So logging a backtrace, which invites bug reports to be filed about this,
is not helpful.
Some distros, e.g. Fedora, have tools watching for the kernel backtraces
logged by the WARN macros and offer the user an option to file a bug for
this when these are encountered. The WARN_TAINT in warn_invalid_dmar()
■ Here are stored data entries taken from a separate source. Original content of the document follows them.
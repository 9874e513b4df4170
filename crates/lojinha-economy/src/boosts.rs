//! XP boosts bought in the shop.

use chrono::{DateTime, Duration, Utc};

pub const DEFAULT_MULTIPLIER: f64 = 1.5;
pub const DEFAULT_DURATION_HOURS: i64 = 1;

#[derive(Debug, Clone, Copy, PartialEq)]
pub struct BoostSpec {
    pub multiplier: f64,
    pub duration_hours: i64,
}

impl BoostSpec {
    pub fn expires_at(&self, now: DateTime<Utc>) -> DateTime<Utc> {
        now + Duration::hours(self.duration_hours)
    }
}

/// Effective multiplier from the user's unexpired boosts.
///
/// Boosts do not stack: the strongest one wins. No boosts means 1.0.
pub fn max_multiplier<I>(active: I) -> f64
where
    I: IntoIterator<Item = f64>,
{
    active
        .into_iter()
        .fold(None, |best: Option<f64>, m| Some(best.map_or(m, |b| b.max(m))))
        .unwrap_or(1.0)
}

/// Read multiplier and duration out of a product name such as
/// `"Boost XP 2x (24h)"`. Missing parts fall back to 1.5x for 1 hour.
pub fn parse_boost_name(name: &str) -> BoostSpec {
    BoostSpec {
        multiplier: parse_multiplier(name).unwrap_or(DEFAULT_MULTIPLIER),
        duration_hours: parse_duration_hours(name).unwrap_or(DEFAULT_DURATION_HOURS),
    }
}

/// First run of digits/dots immediately followed by a lowercase `x`.
fn parse_multiplier(name: &str) -> Option<f64> {
    let chars: Vec<char> = name.chars().collect();
    for (i, &c) in chars.iter().enumerate() {
        if c != 'x' {
            continue;
        }
        let start = chars[..i]
            .iter()
            .rposition(|ch| !(ch.is_ascii_digit() || *ch == '.'))
            .map_or(0, |p| p + 1);
        if start == i {
            continue;
        }
        let run: String = chars[start..i].iter().collect();
        return run.parse().ok();
    }
    None
}

/// Digits between `(` and `h)`.
fn parse_duration_hours(name: &str) -> Option<i64> {
    name.match_indices('(').find_map(|(open, _)| {
        let rest = &name[open + 1..];
        let digits_len = rest.chars().take_while(|c| c.is_ascii_digit()).count();
        if digits_len == 0 || !rest[digits_len..].starts_with("h)") {
            return None;
        }
        rest[..digits_len].parse().ok()
    })
}

/// Human-readable time left on a boost.
pub fn format_time_remaining(expires_at: DateTime<Utc>, now: DateTime<Utc>) -> String {
    let secs = (expires_at - now).num_seconds();
    if secs <= 0 {
        return "expired".to_string();
    }
    let hours = secs / 3600;
    let minutes = (secs % 3600) / 60;
    if hours > 0 {
        format!("{hours}h {minutes}min")
    } else {
        format!("{minutes}min")
    }
}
+ another iommu WARN_TAINT, addressed in another patch, have lead to over
a 100 bugs being filed this way.
This commit replaces the WARN_TAINT("...") calls, with
pr_warn(FW_BUG "...") + add_taint(TAINT_FIRMWARE_WORKAROUND, ...) calls
avoiding the backtrace and thus also avoiding bug-reports being filed
about this against the kernel.
Fixes: fd0c8894893c ("intel-iommu: Set a more specific taint flag for invalid BIOS DMAR tables")
Fixes: e625b4a95d50 ("iommu/vt-d: Parse ANDD records")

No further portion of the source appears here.